(Saved entries)
_ _ _ _ _ _ _

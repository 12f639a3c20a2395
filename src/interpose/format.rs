//! Formatted writes (the printf family).
//!
//! Output is rendered completely with `vasprintf` first and then handed to the
//! block-write adapter as one payload, so a single bracket surrounds it.

use std::ffi::CStr;
use std::ptr;
use std::slice;

use libc::{c_char, c_int, size_t, FILE};

use super::stdio;
use super::sys::{self, VaList};

/// A `vasprintf` result, freed on drop
pub(crate) struct Rendered {
    ptr: *mut c_char,
    len: usize,
}

impl Rendered {
    /// Render `format` with `ap`; `None` if formatting or allocation fails.
    pub(crate) unsafe fn new(format: *const c_char, ap: VaList) -> Option<Self> {
        if format.is_null() {
            return None;
        }
        let mut ptr: *mut c_char = ptr::null_mut();
        let len = sys::vasprintf(&mut ptr, format, ap);
        // On failure the buffer is unspecified and must not be freed
        if len < 0 || ptr.is_null() {
            return None;
        }
        Some(Self {
            ptr,
            len: len as usize,
        })
    }

    pub(crate) fn as_bytes(&self) -> &[u8] {
        unsafe { slice::from_raw_parts(self.ptr.cast::<u8>(), self.len) }
    }

    /// The rendered text as a C string. Stops at the first NUL byte, so a
    /// message containing one (`%c` with `0`) is cut short there.
    pub(crate) fn as_c_str(&self) -> &CStr {
        unsafe { CStr::from_ptr(self.ptr) }
    }
}

impl Drop for Rendered {
    fn drop(&mut self) {
        unsafe { libc::free(self.ptr.cast()) };
    }
}

/// Hand rendered output to `write_block`.
///
/// Like `fprintf`, the result is the full byte count or `-1`: nothing to
/// write and a short write are both errors.
pub(crate) fn deliver<W>(rendered: Option<&[u8]>, write_block: W) -> c_int
where
    W: FnOnce(&[u8]) -> size_t,
{
    match rendered {
        Some(bytes) if !bytes.is_empty() => {
            if write_block(bytes) < bytes.len() {
                return -1;
            }
            c_int::try_from(bytes.len()).unwrap_or(c_int::MAX)
        }
        _ => -1,
    }
}

/// Text handed to the real `error`: the rendered message, or the raw format
/// when rendering failed. The diagnostic itself is never dropped.
#[cfg_attr(not(feature = "c-variadic"), allow(dead_code))]
pub(crate) fn diagnostic_text<'a>(rendered: Option<&'a Rendered>, format: &'a CStr) -> &'a CStr {
    rendered.map_or(format, Rendered::as_c_str)
}

#[cfg_attr(all(not(test), not(target_vendor = "apple")), no_mangle)]
pub unsafe extern "C" fn vfprintf(stream: *mut FILE, format: *const c_char, ap: VaList) -> c_int {
    let rendered = Rendered::new(format, ap);
    deliver(rendered.as_ref().map(Rendered::as_bytes), |bytes| {
        stdio::fwrite(bytes.as_ptr().cast(), 1, bytes.len(), stream)
    })
}

/// `vfprintf` through the unlocked block write (backs `fprintf_unlocked`)
#[cfg(feature = "c-variadic")]
pub(crate) unsafe fn vfprintf_unlocked(
    stream: *mut FILE,
    format: *const c_char,
    ap: VaList,
) -> c_int {
    let rendered = Rendered::new(format, ap);
    deliver(rendered.as_ref().map(Rendered::as_bytes), |bytes| {
        stdio::fwrite_unlocked(bytes.as_ptr().cast(), 1, bytes.len(), stream)
    })
}

#[cfg(test)]
mod tests {
    use super::*;
    use crate::config::Bracket;
    use crate::interpose::stdio::tests::{fake_fwrite, output, script};

    fn through_fake(bracket: Option<&Bracket>, bytes: &[u8]) -> size_t {
        unsafe {
            stdio::fwrite_with(
                fake_fwrite,
                bracket,
                bytes.as_ptr().cast(),
                1,
                bytes.len(),
                ptr::null_mut(),
            )
        }
    }

    #[test]
    fn test_rendered_output_is_one_payload() {
        let bracket = Bracket::new(b"\x1b[31m".to_vec()).unwrap();
        let rendered = b"error: 42 files\n".to_vec();

        let n = deliver(Some(&rendered), |bytes| through_fake(Some(&bracket), bytes));

        assert_eq!(n, 16);
        assert_eq!(output(), b"\x1b[31merror: 42 files\n\x1b[0m");
    }

    #[test]
    fn test_render_failure_writes_nothing() {
        let mut called = false;
        assert_eq!(deliver(None, |_| {
            called = true;
            0
        }), -1);
        assert!(!called);
    }

    #[test]
    fn test_empty_render_is_error() {
        let n = deliver(Some(b""), |bytes| through_fake(None, bytes));
        assert_eq!(n, -1);
    }

    #[test]
    fn test_short_write_is_error() {
        script(&[None, Some(3)]);
        let bracket = Bracket::new(b"\x1b[31m".to_vec()).unwrap();

        let n = deliver(Some(b"abcdef"), |bytes| through_fake(Some(&bracket), bytes));

        assert_eq!(n, -1);
    }

    #[test]
    fn test_failed_write_matches_real_fprintf() {
        // A read-only stream rejects every write
        let stream = unsafe { libc::fopen(c"/dev/null".as_ptr(), c"r".as_ptr()) };
        assert!(!stream.is_null());

        let ours = deliver(Some(b"hello\n"), |bytes| unsafe {
            stdio::fwrite(bytes.as_ptr().cast(), 1, bytes.len(), stream)
        });
        let real = unsafe { libc::fprintf(stream, c"%s".as_ptr(), c"hello\n".as_ptr()) };
        unsafe { libc::fclose(stream) };

        assert_eq!(ours, -1);
        assert!(real < 0);
    }

    /// A `Rendered` over a `malloc`ed copy of `text`
    fn rendered(text: &CStr) -> Rendered {
        let ptr = unsafe { libc::strdup(text.as_ptr()) };
        assert!(!ptr.is_null());
        Rendered {
            ptr,
            len: text.to_bytes().len(),
        }
    }

    #[test]
    fn test_diagnostic_text_keeps_empty_message() {
        let empty = rendered(c"");
        assert_eq!(diagnostic_text(Some(&empty), c"%s"), c"");
    }

    #[test]
    fn test_diagnostic_text_falls_back_to_format() {
        assert_eq!(diagnostic_text(None, c"cannot open %s"), c"cannot open %s");
    }

    #[test]
    fn test_c_str_stops_at_nul() {
        let text = rendered(c"abcdef");
        unsafe { *text.ptr.add(2) = 0 };

        assert_eq!(text.as_bytes(), b"ab\0def");
        assert_eq!(text.as_c_str(), c"ab");
    }
}
//! stderred - colorize what programs write to the terminal
//!
//! Loaded into a process with `LD_PRELOAD` (or `DYLD_INSERT_LIBRARIES` on
//! macOS), stderred wraps every write to a colorized descriptor between a
//! begin sequence (red for stderr by default) and a reset, so error output
//! stands out from regular output.
//!
//! ```text
//! LD_PRELOAD=/usr/lib/libstderred.so ls /nonexistent
//! ```
//!
//! # Layout
//!
//! - [`config`]: which descriptors are colorized, and with what
//! - [`core`]: the write-wrapping protocol and process-wide state
//! - [`interpose`]: adapters for each intercepted output primitive
//!
//! Initialization runs once from a load-time constructor, before `main` of
//! the host program. Until it has run every descriptor passes through
//! untouched.

#![cfg_attr(feature = "c-variadic", feature(c_variadic))]

pub mod config;
pub mod core;
pub mod interpose;
mod logging;

use tracing::{debug, info};

use crate::config::{ConfigurationTable, ProcessEnvironment};

/// Resolve the configuration for this process and publish it.
///
/// Called by the load-time constructor. Later calls are no-ops.
pub fn init() {
    // Without a log file there is nowhere to report a failure here
    let _ = logging::init();

    let program = interpose::sys::program_name();
    let table = ConfigurationTable::resolve(&ProcessEnvironment, &program);
    let enabled: Vec<_> = table.enabled_descriptors().collect();
    info!(
        pid = std::process::id(),
        program = %program.to_string_lossy(),
        ?enabled,
        "stderred loaded"
    );

    if !crate::core::state::install(table) {
        debug!("configuration already installed");
    }
}

#[cfg(not(test))]
extern "C" fn initialize() {
    init();
}

#[cfg(not(test))]
#[used]
#[cfg_attr(
    any(target_os = "linux", target_os = "android", target_os = "freebsd"),
    link_section = ".init_array"
)]
#[cfg_attr(target_vendor = "apple", link_section = "__DATA,__mod_init_func")]
static INITIALIZE: extern "C" fn() = initialize;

_ _ _ _ _ _ _

▶ _Prompt_: Count the lines of the data that hold the word "ours". Report the count and nothing more.

▶ _Exercise answer_: 2